The armchair configuration is a conductor of electricity while the chiral and zigzag forms are semiconductors. Electrons find it easier to flow in the armchair configuration than the other forms.
The armchair configuration of nanotubes is a conductor of electricity while the chiral and zigzag forms are semiconductors. Electrons find it easier to flow in the armchair configuration than the other forms.
Research is taking place into the use of nanotubes for drug delivery and their potential for energy storage, energy conversion devices, sensors and nanoscale semiconductor devices.
An object or a system is chiral if it is not identical to its mirror image, that is, it cannot be superposed onto it. A chiral object and its mirror image are called enantiomorphs or, when referring to molecules, enantiomers.
Buckminsterfullerene (or bucky-ball) is a spherical fullerene molecule with the formula C60. It has a cage-like fused-ring structure (truncated icosahedron) which resembles a soccer ball, made of twenty hexagons and twelve pentagons, with a carbon atom at each vertex of each polygon and a bond along each polygon edge.
It was first generated in 1985 by Harold Kroto, James R. Heath, Sean O’Brien, Robert Curl, and Richard Smalley at Rice University. Kroto, Curl and Smalley were awarded the 1996 Nobel Prize in Chemistry for their roles in the discovery of buckminsterfullerene and the related class of molecules, the fullerenes. The name is a reference to Buckminster Fuller, as C60 resembles his trademark geodesic domes. Buckminsterfullerene is the most common naturally occurring fullerene molecule, as it can be found in small quantities in soot. Solid and gaseous forms of the molecule have been detected in deep space.

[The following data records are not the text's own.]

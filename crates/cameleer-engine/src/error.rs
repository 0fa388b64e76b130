//! Error taxonomy (spec §7).
//!
//! Every component-level error enum derives [`thiserror::Error`] and is
//! wrapped, never discarded, as it crosses a boundary: `CannotResolve` at a
//! firing handler, `AttemptResolveArgs`/`AttemptResolveErrConf`/`AttemptFinalFail`
//! at the job, `JobFail` at the queue.

use serde_json::Value;

/// Raised by the Config Resolver (C2).
#[derive(Debug, thiserror::Error, Clone)]
pub enum ConfigError {
    /// A slot could not be shaped into the requested type after invoking
    /// every callable in its chain and awaiting every future.
    #[error("cannot resolve {field}: {reason}")]
    CannotResolve { field: String, reason: String },

    /// Resolution looped through more `Slot::Fn` indirections than
    /// `MAX_RESOLVE_DEPTH` allows (open question Q5, see DESIGN.md).
    #[error("resolution of {field} exceeded max depth {max_depth}")]
    DepthExceeded { field: String, max_depth: u32 },

    /// A callable in the `resolve` bag or elsewhere returned an error.
    #[error("callable for {field} failed: {reason}")]
    CallableFailed { field: String, reason: String },
}

/// Raised by a Run Attempt (C4).
#[derive(Debug, thiserror::Error, Clone)]
pub enum AttemptError {
    /// The step's args producer failed.
    #[error("resolving args for step {step}: {cause}")]
    ResolveArgs { step: String, cause: String },

    /// `canFail` could not be materialized.
    #[error("resolving error config for step {step}: {cause}")]
    ResolveErrConf { step: String, cause: String },

    /// The step failed with no remaining recovery: zero budget, budget
    /// exhausted, recovery schedule errored, or recovery schedule
    /// completed without a successful retry.
    #[error("step {step} failed finally: {cause}")]
    FinalFail { step: String, cause: Value },
}

/// Raised by a Job (C5); the terminal error a queue observes as `failed`.
#[derive(Debug, thiserror::Error, Clone)]
#[error("job {job_id} failed at step {step_index} ({step}): {source}")]
pub struct JobFailError {
    pub job_id: u64,
    pub step_index: usize,
    pub step: String,
    #[source]
    pub source: AttemptError,
}

/// Raised by the Engine (C8) when no queue can be selected for a firing.
#[derive(Debug, thiserror::Error, Clone)]
pub enum QueueSelectionError {
    #[error("no appropriate queue exists for task {task} (cost={cost:?})")]
    NoneAppropriate { task: String, cost: Option<f64> },

    #[error("none of the demanded queues is available for task {task}: {queues:?}")]
    NoneDemanded { task: String, queues: Vec<String> },
}

/// Raised at load time; fatal for the whole engine (duplicate names) or for
/// a single task (invalid config, failed instantiation).
#[derive(Debug, thiserror::Error, Clone)]
pub enum LoadError {
    #[error("task name {0:?} is already loaded")]
    DuplicateName(String),

    #[error("task {task:?} has invalid configuration: {reason}")]
    ConfigInvalid { task: String, reason: String },

    #[error("task {task:?} could not be instantiated: {reason}")]
    InstantiationFailed { task: String, reason: String },

    #[error("unsupported schedule kind for task {task:?}: {kind}")]
    ScheduleUnsupported { task: String, kind: String },

    #[error("at most one default {kind} queue is allowed, found a second named {name:?}")]
    DuplicateDefaultQueue { kind: String, name: String },
}

/// Raised by the registries (C10/C11).
#[derive(Debug, thiserror::Error, Clone)]
pub enum RegistryError {
    #[error("unknown type {name:?} under root {root:?}")]
    UnknownType { root: String, name: String },

    #[error("type {name:?} is already registered under root {root:?}")]
    DuplicateType { root: String, name: String },
}

/// Errors raised by queue admission / submission.
#[derive(Debug, thiserror::Error, Clone)]
pub enum QueueError {
    #[error("queue {queue} has no capacity for job {job_id} (cost={cost})")]
    NoCapacity { queue: String, job_id: u64, cost: f64 },

    #[error("queue is paused")]
    Paused,
}

/// Raised by the static task context store (C9).
#[derive(Debug, thiserror::Error)]
pub enum ContextStoreError {
    #[error("failed to serialize static context: {0}")]
    Serialize(#[source] serde_json::Error),

    #[error("failed to write static context file {path}: {source}")]
    Write {
        path: String,
        #[source]
        source: std::io::Error,
    },
}

/// Raised by `interruptJob` (spec.md §4.6) when the named job is not
/// currently awaiting submission in an interruption window — it may have
/// already been submitted, already finished, or never existed.
#[derive(Debug, thiserror::Error, Clone)]
#[error("job {0} is not awaiting interruption")]
pub struct InterruptedError(pub u64);

/// Top-level aggregate error, used by the CLI and by engine public methods
/// that span several of the above.
#[derive(Debug, thiserror::Error)]
pub enum CameleerError {
    #[error(transparent)]
    Config(#[from] ConfigError),
    #[error(transparent)]
    Load(#[from] LoadError),
    #[error(transparent)]
    Registry(#[from] RegistryError),
    #[error(transparent)]
    QueueSelection(#[from] QueueSelectionError),
    #[error(transparent)]
    Queue(#[from] QueueError),
    #[error(transparent)]
    ContextStore(#[from] ContextStoreError),
    #[error(transparent)]
    Interrupted(#[from] InterruptedError),
    #[error("unknown command: {0}")]
    UnknownCommand(String),
}
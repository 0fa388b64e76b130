//! The one built-in task kind `cameleer-cli` ships: a task whose single
//! step runs an external command.
//!
//! This is the "common case of declaring tasks without custom Rust types"
//! SPEC_FULL.md §4.10 calls for — since step bodies are Rust closures
//! (`cameleer_engine::config::task_config::StepBody`), a config file alone
//! cannot describe arbitrary step logic; a shell command is the one kind of
//! step a declarative document can fully describe. Registering it under the
//! name below with the engine's `TaskRegistry` (C10) would let a future
//! subclass schema validate extra fields; this crate's tasks never need
//! more than the base `Task` shape, so `SHELL_TASK_TYPE` is carried only as
//! the `TaskConfig::type_name` tag and is never actually registered as a
//! subclass — every loaded task here still constructs as the base `Task`.

use std::process::Stdio;
use std::sync::Arc;

use cameleer_engine::config::task_config::{CanFail, PartialErrorConfig, StepBody, StepDef};
use serde_json::{json, Value};
use tokio::process::Command;

pub const SHELL_TASK_TYPE: &str = "Task";

/// The declarative shape of a shell step's `canFail`, pre-merge-with-defaults
/// (spec.md §3: boolean shorthand or the full `FunctionalTaskErrorConfig`
/// record; the recovery `schedule` itself is always the engine's default —
/// a config file has no way to describe a distinct per-step recovery
/// schedule without Rust code).
pub struct RawCanFailShape {
    pub disabled: bool,
    pub max_num_fails: Option<u32>,
    pub skip: Option<bool>,
    pub continue_on_final_fail: Option<bool>,
}

pub struct ShellStepConfig {
    pub command: String,
    pub args: Vec<String>,
    pub can_fail: Option<RawCanFailShape>,
}

impl ShellStepConfig {
    pub fn into_step_def(self) -> StepDef {
        let command = self.command;
        let args = self.args;
        let body: StepBody = Arc::new(move |_args, _job| {
            let command = command.clone();
            let args = args.clone();
            Box::pin(async move { run_command(&command, &args).await })
        });

        let can_fail = match self.can_fail {
            None => CanFail::default(),
            Some(shape) if shape.disabled => CanFail::Bool(false),
            Some(shape) => CanFail::Config(PartialErrorConfig {
                schedule: None,
                max_num_fails: shape.max_num_fails,
                skip: shape.skip,
                continue_on_final_fail: shape.continue_on_final_fail,
            }),
        };

        StepDef {
            name: None,
            body,
            args: None,
            can_fail,
        }
    }
}

/// Run one command to completion, capturing stdout/stderr. Success yields
/// the captured stdout as a JSON string; a nonzero exit or a spawn failure
/// is the step's error cause (spec.md L2: the cause must be preserved
/// bit-exact for the job's fail-error to wrap).
async fn run_command(command: &str, args: &[String]) -> Result<Value, Value> {
    let output = Command::new(command)
        .args(args)
        .stdin(Stdio::null())
        .output()
        .await
        .map_err(|e| json!({ "error": format!("failed to spawn {command:?}: {e}") }))?;

    if !output.status.success() {
        return Err(json!({
            "error": format!("{command:?} exited with {}", output.status),
            "stderr": String::from_utf8_lossy(&output.stderr),
        }));
    }

    Ok(json!(String::from_utf8_lossy(&output.stdout).to_string()))
}

#[cfg(test)]
mod tests {
    use super::*;

    #[tokio::test]
    async fn successful_command_captures_stdout() {
        let out = run_command("echo", &["hello".to_string()]).await.unwrap();
        assert_eq!(out.as_str().unwrap().trim(), "hello");
    }

    #[tokio::test]
    async fn nonzero_exit_is_an_error() {
        let err = run_command("false", &[]).await.unwrap_err();
        assert!(err["error"].as_str().unwrap().contains("exited"));
    }

    #[tokio::test]
    async fn missing_binary_is_an_error() {
        let err = run_command("cameleer-definitely-not-a-real-binary", &[]).await.unwrap_err();
        assert!(err["error"].as_str().unwrap().contains("failed to spawn"));
    }
}
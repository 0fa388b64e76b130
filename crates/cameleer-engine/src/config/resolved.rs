//! `ResolvedConfig`: the materialized counterpart of a `TaskConfig`, fresh
//! on every firing (spec.md §3, never cached — see L1 for the idempotence
//! property this implies).

use std::collections::HashMap;
use std::sync::Arc;

use serde_json::Value;

use crate::config::task_config::{ArgsProducer, FunctionalTaskErrorConfig, StepBody};
use crate::schedule::ScheduleHandle;

/// A step, fully normalized: bare-callable shorthand has been expanded,
/// and `canFail` has been merged with `CameleerDefaults` (spec.md §4.1).
#[derive(Clone)]
pub struct ResolvedStep {
    pub name: String,
    pub body: StepBody,
    pub args: Option<ArgsProducer>,
    pub error_config: FunctionalTaskErrorConfig,
}

/// The fully materialized configuration for one firing.
#[derive(Clone)]
pub struct ResolvedConfig {
    pub skip: bool,
    pub cost: Option<f64>,
    pub allow_multiple: bool,
    pub queues: Vec<String>,
    pub interrupt_timeout_secs: Option<f64>,
    pub steps: Vec<ResolvedStep>,
    pub resolve_bag: Arc<HashMap<String, Value>>,
    pub schedule: ScheduleHandle,
}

Buckminsterfullerene is one of the largest objects to have been shown to exhibit wave–particle duality, as stated in the theory every object exhibits this behaviour. Its discovery led to the exploration of a new field of chemistry, involving the study of fullerenes.
Wave–particle duality is a theory that proposes that every elementary particle exhibits the properties of not only particles, but also waves. A central concept of quantum mechanics, this duality addresses the inability of the classical concepts “particle” or “wave” to fully describe the behaviour of quantum-scale objects. Einstein description: “It seems as though we must use sometimes the one theory and sometimes the other, while at times we may use either. We are faced with a new kind of difficulty. We have two contradictory pictures of reality; separately neither of them fully explains the phenomena of light, but together they do”.
Making a model Buckyball
This activity shows bonding and crystal structure. The curved ends of the nanotube contain pentagons; the walls are the normal hexagonal structure.

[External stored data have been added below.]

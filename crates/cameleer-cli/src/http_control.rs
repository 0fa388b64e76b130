//! The HTTP control surface (spec.md §6): a GET request whose path contains
//! the literal `control/command/`; the substring after that marker is the
//! command line.
//!
//! A single axum route, no auth/session/database middleware — this surface
//! has none of those concerns (SPEC_FULL.md §6).

use std::net::SocketAddr;
use std::sync::Arc;

use axum::extract::State;
use axum::http::{StatusCode, Uri};
use axum::routing::get;
use axum::Router;
use tower_http::trace::TraceLayer;

use crate::control::CommandRouter;

const MARKER: &str = "control/command/";

async fn handle_command(
    State(router): State<Arc<CommandRouter>>,
    uri: Uri,
) -> (StatusCode, String) {
    let path = uri.path();
    let Some(idx) = path.find(MARKER) else {
        return (StatusCode::NOT_FOUND, format!("path does not contain {MARKER:?}"));
    };
    let command_line = urlencoding_decode(&path[idx + MARKER.len()..]);

    match router.dispatch(&command_line).await {
        Ok(result) => (StatusCode::OK, result),
        Err(e) => (StatusCode::INTERNAL_SERVER_ERROR, e.to_string()),
    }
}

/// Minimal percent-decoding for the command substring — no query-string or
/// form parsing is needed for this surface, only the literal path segment
/// after the marker.
fn urlencoding_decode(s: &str) -> String {
    let mut out = String::with_capacity(s.len());
    let mut chars = s.chars();
    while let Some(c) = chars.next() {
        if c == '%' {
            let hi = chars.next();
            let lo = chars.next();
            if let (Some(hi), Some(lo)) = (hi, lo) {
                if let Ok(byte) = u8::from_str_radix(&format!("{hi}{lo}"), 16) {
                    out.push(byte as char);
                    continue;
                }
            }
            out.push('%');
        } else {
            out.push(c);
        }
    }
    out
}

/// Extracted from [`serve`] so a test can drive the router directly with
/// `tower::ServiceExt::oneshot` instead of binding a real socket.
fn build_router(router: Arc<CommandRouter>) -> Router {
    Router::new()
        .route("/*path", get(handle_command))
        .route("/", get(handle_command))
        .layer(TraceLayer::new_for_http())
        .with_state(router)
}

pub async fn serve(router: Arc<CommandRouter>, addr: SocketAddr) -> anyhow::Result<()> {
    let app = build_router(router);

    let listener = tokio::net::TcpListener::bind(addr).await?;
    tracing::info!(%addr, "http control surface listening");
    axum::serve(listener, app).await?;
    Ok(())
}

#[cfg(test)]
mod tests {
    use super::*;
    use axum::body::Body;
    use axum::http::Request;
    use cameleer_engine::config::task_config::CameleerDefaults;
    use cameleer_engine::engine::{Cameleer, QueueSpec};
    use cameleer_engine::logging::TracingSink;
    use cameleer_engine::schedule::manual::ManualSchedule;
    use tower::ServiceExt;

    #[test]
    fn decodes_percent_escaped_spaces() {
        assert_eq!(urlencoding_decode("run"), "run");
        assert_eq!(urlencoding_decode("interruptjob%2042"), "interruptjob 42");
    }

    fn defaults() -> CameleerDefaults {
        CameleerDefaults {
            default_recovery_schedule: Arc::new(|_ctx| {
                Box::pin(async move { Ok(ManualSchedule::new().handle()) })
            }),
            default_max_num_fails: 0,
            default_skip: false,
            default_continue_on_final_fail: false,
            static_task_context_serialize_interval: std::time::Duration::from_millis(200),
        }
    }

    #[tokio::test]
    async fn run_command_reaches_the_engine_through_the_marker_path() {
        let path = std::env::temp_dir().join(format!("cameleer-http-test-{}.json", std::process::id()));
        let engine = Cameleer::new(
            vec![QueueSpec::Parallel { name: "default".into(), parallelism: 1, default: true }],
            defaults(),
            &path,
            Arc::new(TracingSink),
            None,
        )
        .await
        .unwrap();
        let provider: Arc<dyn crate::config_file::ConfigProvider> =
            Arc::new(crate::config_file::TomlConfigProvider::from_str("").unwrap());
        let router = Arc::new(CommandRouter::new(
            engine,
            provider,
            crate::control::ShutdownSignal::new(),
        ));
        let app = build_router(router);

        let response = app
            .oneshot(
                Request::builder()
                    .uri("/control/command/run")
                    .body(Body::empty())
                    .unwrap(),
            )
            .await
            .unwrap();

        assert_eq!(response.status(), StatusCode::OK);
        let _ = tokio::fs::remove_file(&path).await;
    }

    #[tokio::test]
    async fn unknown_command_through_http_is_a_500() {
        let path = std::env::temp_dir().join(format!("cameleer-http-test-404-{}.json", std::process::id()));
        let engine = Cameleer::new(
            vec![QueueSpec::Parallel { name: "default".into(), parallelism: 1, default: true }],
            defaults(),
            &path,
            Arc::new(TracingSink),
            None,
        )
        .await
        .unwrap();
        let provider: Arc<dyn crate::config_file::ConfigProvider> =
            Arc::new(crate::config_file::TomlConfigProvider::from_str("").unwrap());
        let router = Arc::new(CommandRouter::new(
            engine,
            provider,
            crate::control::ShutdownSignal::new(),
        ));
        let app = build_router(router);

        let response = app
            .oneshot(
                Request::builder()
                    .uri("/control/command/frobnicate")
                    .body(Body::empty())
                    .unwrap(),
            )
            .await
            .unwrap();

        assert_eq!(response.status(), StatusCode::INTERNAL_SERVER_ERROR);
        let _ = tokio::fs::remove_file(&path).await;
    }
}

1) I had to unpack the parts and separate out the straws
2) I connected five black “atoms” with five of the red straws to make up a pentagon
3) I made 12 separate pentagons.
4) I started to join up the pentagons with white straws
5) I connected five pentagons around a central pentagon to form a sort of star.
6) I then continued to add straws to connect the five outer pentagons with each other. This will make the structure start to curve-up to form a bowl shape. It is half the Bucky Ball.
7) I made up two of these bowl shapes. Each had 6 pentagons and 5 hexagons
8) I started to join-up these two halves of the ball with more straws.